Benedict's Test for Reducing Sugars
The Benedict's test for reducing sugars is used to determine the presence of reducing sugars. There is a Benedict's Test for non-reducing sugars as well. Benedict's solution is the principle reagent in the Benedict's Tests.
The Fehling's Tests for reducing as well as for non-reducing sugar are alternatives to the Benedict's Test. Although based on the same principle, the Fehling's Test is less sensitive. It is also less convenient as the Fehling's Reagents - Fehling's A and B - have to be kept separate until the test is conducted.
What is a reducing sugar?
Sugars are classified as reducing or non-reducing based on their ability to act as a reducing agent during the Benedict's Test. A reducing agent donates electrons during a redox reaction and is itself oxidized.
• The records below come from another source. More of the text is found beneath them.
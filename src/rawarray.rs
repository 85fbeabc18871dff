//! The `.ra` container format.
//!
//! Layout, all integers little-endian `u64`:
//!
//! | field         | value                                   |
//! |---------------|-----------------------------------------|
//! | magic         | `b"rawarray"` (8 bytes)                 |
//! | flags         | 0                                       |
//! | element type  | 4 (complex float)                       |
//! | element size  | 8                                       |
//! | payload bytes | product of extents × 8                  |
//! | ndim          | number of extents                       |
//! | extents       | `ndim` values                           |
//! | payload       | interleaved `f32` real/imaginary pairs  |

use std::fs::File;
use std::io::{BufReader, BufWriter, Read, Write};
use std::path::Path;

use tracing::{info, warn};

use crate::dense::DenseArray;
use crate::marshal::{bart_parts, decode};
use crate::pod_complex::ELEMENT_BYTES;
use crate::shape::checked_length;
use crate::store::{ArrayId, ArrayStore};
use crate::{BartError, Result};

pub const MAGIC: &[u8; 8] = b"rawarray";
pub const FLAGS: u64 = 0;
/// Element type tag for single-precision complex values.
pub const ELTYPE_COMPLEX_FLOAT: u64 = 4;
pub const ELBYTE: u64 = ELEMENT_BYTES as u64;
pub const EXTENSION: &str = ".ra";

/// Write `id` (in BART order) to `writer`.
pub fn write_to<W: Write>(store: &mut ArrayStore, id: ArrayId, writer: &mut W) -> Result<()> {
    let (shape, payload) = bart_parts(store, id)?;
    writer.write_all(MAGIC)?;
    for field in [FLAGS, ELTYPE_COMPLEX_FLOAT, ELBYTE, payload.len() as u64] {
        writer.write_all(&field.to_le_bytes())?;
    }
    writer.write_all(&(shape.len() as u64).to_le_bytes())?;
    for &extent in &shape {
        writer.write_all(&(extent as u64).to_le_bytes())?;
    }
    writer.write_all(&payload)?;
    Ok(())
}

fn read_u64<R: Read>(reader: &mut R) -> Result<u64> {
    let mut buf = [0u8; 8];
    reader.read_exact(&mut buf)?;
    Ok(u64::from_le_bytes(buf))
}

fn reject(reason: String) -> BartError {
    warn!(%reason, "rejected rawarray header");
    BartError::Format(reason)
}

/// Read one array from `reader`.
pub fn read_from<R: Read>(reader: &mut R) -> Result<DenseArray> {
    let mut magic = [0u8; 8];
    reader.read_exact(&mut magic)?;
    if &magic != MAGIC {
        return Err(reject(format!("bad magic {:?}", String::from_utf8_lossy(&magic))));
    }
    let flags = read_u64(reader)?;
    if flags != FLAGS {
        return Err(reject(format!("unsupported flags {flags}")));
    }
    let eltype = read_u64(reader)?;
    if eltype != ELTYPE_COMPLEX_FLOAT {
        return Err(reject(format!("unsupported element type {eltype}")));
    }
    let elbyte = read_u64(reader)?;
    if elbyte != ELBYTE {
        return Err(reject(format!("unsupported element size {elbyte}")));
    }
    let size = read_u64(reader)?;
    let ndim = read_u64(reader)?;
    if ndim == 0 {
        return Err(reject("no dimensions".to_string()));
    }

    let mut dims = Vec::with_capacity(ndim.min(64) as usize);
    for _ in 0..ndim {
        let extent = read_u64(reader)?;
        dims.push(
            usize::try_from(extent).map_err(|_| reject(format!("extent {extent} too large")))?,
        );
    }
    let expected = checked_length(&dims)
        .and_then(|len| len.checked_mul(ELEMENT_BYTES))
        .ok_or_else(|| reject(format!("dimensions {dims:?} overflow")))?;
    if expected as u64 != size {
        return Err(reject(format!(
            "payload size {size} does not match dimensions {dims:?}"
        )));
    }

    // Grows with the bytes actually present, never with the header's claim.
    let mut payload = Vec::new();
    reader.by_ref().take(size).read_to_end(&mut payload)?;
    if payload.len() != expected {
        return Err(BartError::PayloadLength {
            expected,
            actual: payload.len(),
        });
    }
    decode(&dims, &payload)
}

fn check_extension(path: &Path) -> Result<()> {
    let name = path.to_string_lossy();
    if !name.ends_with(EXTENSION) {
        return Err(BartError::InvalidName {
            name: name.into_owned(),
            extension: EXTENSION,
        });
    }
    Ok(())
}

/// Save `id` to a `.ra` file.
pub fn save<P: AsRef<Path>>(store: &mut ArrayStore, id: ArrayId, path: P) -> Result<()> {
    let path = path.as_ref();
    check_extension(path)?;
    let mut writer = BufWriter::new(File::create(path)?);
    write_to(store, id, &mut writer)?;
    writer.flush()?;
    info!(path = %path.display(), "saved rawarray");
    Ok(())
}

/// Load a `.ra` file.
pub fn load<P: AsRef<Path>>(path: P) -> Result<DenseArray> {
    let path = path.as_ref();
    check_extension(path)?;
    let mut reader = BufReader::new(File::open(path)?);
    let array = read_from(&mut reader)?;
    info!(path = %path.display(), shape = ?array.shape(), "loaded rawarray");
    Ok(array)
}

#[cfg(test)]
mod tests {
    use super::*;
    use num_complex::Complex32;
    use std::io::Cursor;

    fn header(fields: &[u64], dims: &[u64]) -> Vec<u8> {
        let mut bytes = MAGIC.to_vec();
        for f in fields {
            bytes.extend_from_slice(&f.to_le_bytes());
        }
        bytes.extend_from_slice(&(dims.len() as u64).to_le_bytes());
        for d in dims {
            bytes.extend_from_slice(&d.to_le_bytes());
        }
        bytes
    }

    #[test]
    fn test_write_layout() {
        let mut store = ArrayStore::new();
        let a = store
            .from_values(&[2], vec![Complex32::new(1.0, 2.0), Complex32::new(3.0, 4.0)])
            .unwrap();
        let mut buf = Vec::new();
        write_to(&mut store, a, &mut buf).unwrap();
        let mut expected = header(&[0, 4, 8, 16], &[2]);
        for x in [1.0f32, 2.0, 3.0, 4.0] {
            expected.extend_from_slice(&x.to_le_bytes());
        }
        assert_eq!(buf, expected);
    }

    #[test]
    fn test_read_back() {
        let mut store = ArrayStore::new();
        let values = (0..6).map(|i| Complex32::new(i as f32, 0.5)).collect();
        let a = store.from_values(&[3, 2], values).unwrap();
        let mut buf = Vec::new();
        write_to(&mut store, a, &mut buf).unwrap();
        let back = read_from(&mut Cursor::new(buf)).unwrap();
        assert_eq!(back, store.to_dense(a).unwrap());
    }

    #[test]
    fn test_rejects_bad_headers() {
        let payload = vec![0u8; 16];
        let cases = [
            header(&[1, 4, 8, 16], &[2]),
            header(&[0, 5, 8, 16], &[2]),
            header(&[0, 4, 16, 16], &[2]),
            header(&[0, 4, 8, 24], &[2]),
        ];
        for mut bytes in cases {
            bytes.extend_from_slice(&payload);
            assert!(matches!(
                read_from(&mut Cursor::new(bytes)),
                Err(BartError::Format(_))
            ));
        }

        let mut bad_magic = header(&[0, 4, 8, 16], &[2]);
        bad_magic[0] = b'R';
        bad_magic.extend_from_slice(&payload);
        assert!(matches!(
            read_from(&mut Cursor::new(bad_magic)),
            Err(BartError::Format(_))
        ));
    }

    #[test]
    fn test_truncated_payload() {
        let mut bytes = header(&[0, 4, 8, 16], &[2]);
        bytes.extend_from_slice(&[0u8; 10]);
        assert!(matches!(
            read_from(&mut Cursor::new(bytes)),
            Err(BartError::PayloadLength {
                expected: 16,
                actual: 10
            })
        ));
    }

    #[test]
    fn test_huge_consistent_header_with_short_body() {
        let mut bytes = header(&[0, 4, 8, 1 << 43], &[1 << 40]);
        bytes.extend_from_slice(&[0u8; 64]);
        assert!(matches!(
            read_from(&mut Cursor::new(bytes)),
            Err(BartError::PayloadLength { actual: 64, .. })
        ));
    }

    #[test]
    fn test_overflowing_extents_rejected() {
        let bytes = header(&[0, 4, 8, 0], &[1 << 32, 1 << 32]);
        assert!(matches!(
            read_from(&mut Cursor::new(bytes)),
            Err(BartError::Format(_))
        ));
    }

    #[test]
    fn test_extension_required() {
        let mut store = ArrayStore::new();
        let a = store.zeros(&[1]).unwrap();
        assert!(matches!(
            save(&mut store, a, "out.cfl"),
            Err(BartError::InvalidName { .. })
        ));
        assert!(matches!(
            load("in.txt"),
            Err(BartError::InvalidName { .. })
        ));
    }
}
The aldehyde functional group is the reducing agent in reducing sugars. Reducing sugars have either an aldehyde functional group or have a ketone group - in an open chain form - which can be converted into an aldehyde.
Reducing sugars are simple sugars and include all monosaccharides and most disaccarides. Some examples of monosaccharides are glucose, fructose and galactose.Examples of reducing disaccharides are lactose and maltose.
Note that the disaccharide sucrose is not a reducing sugar. In fact, sucrose is the most common non-reducing sugar.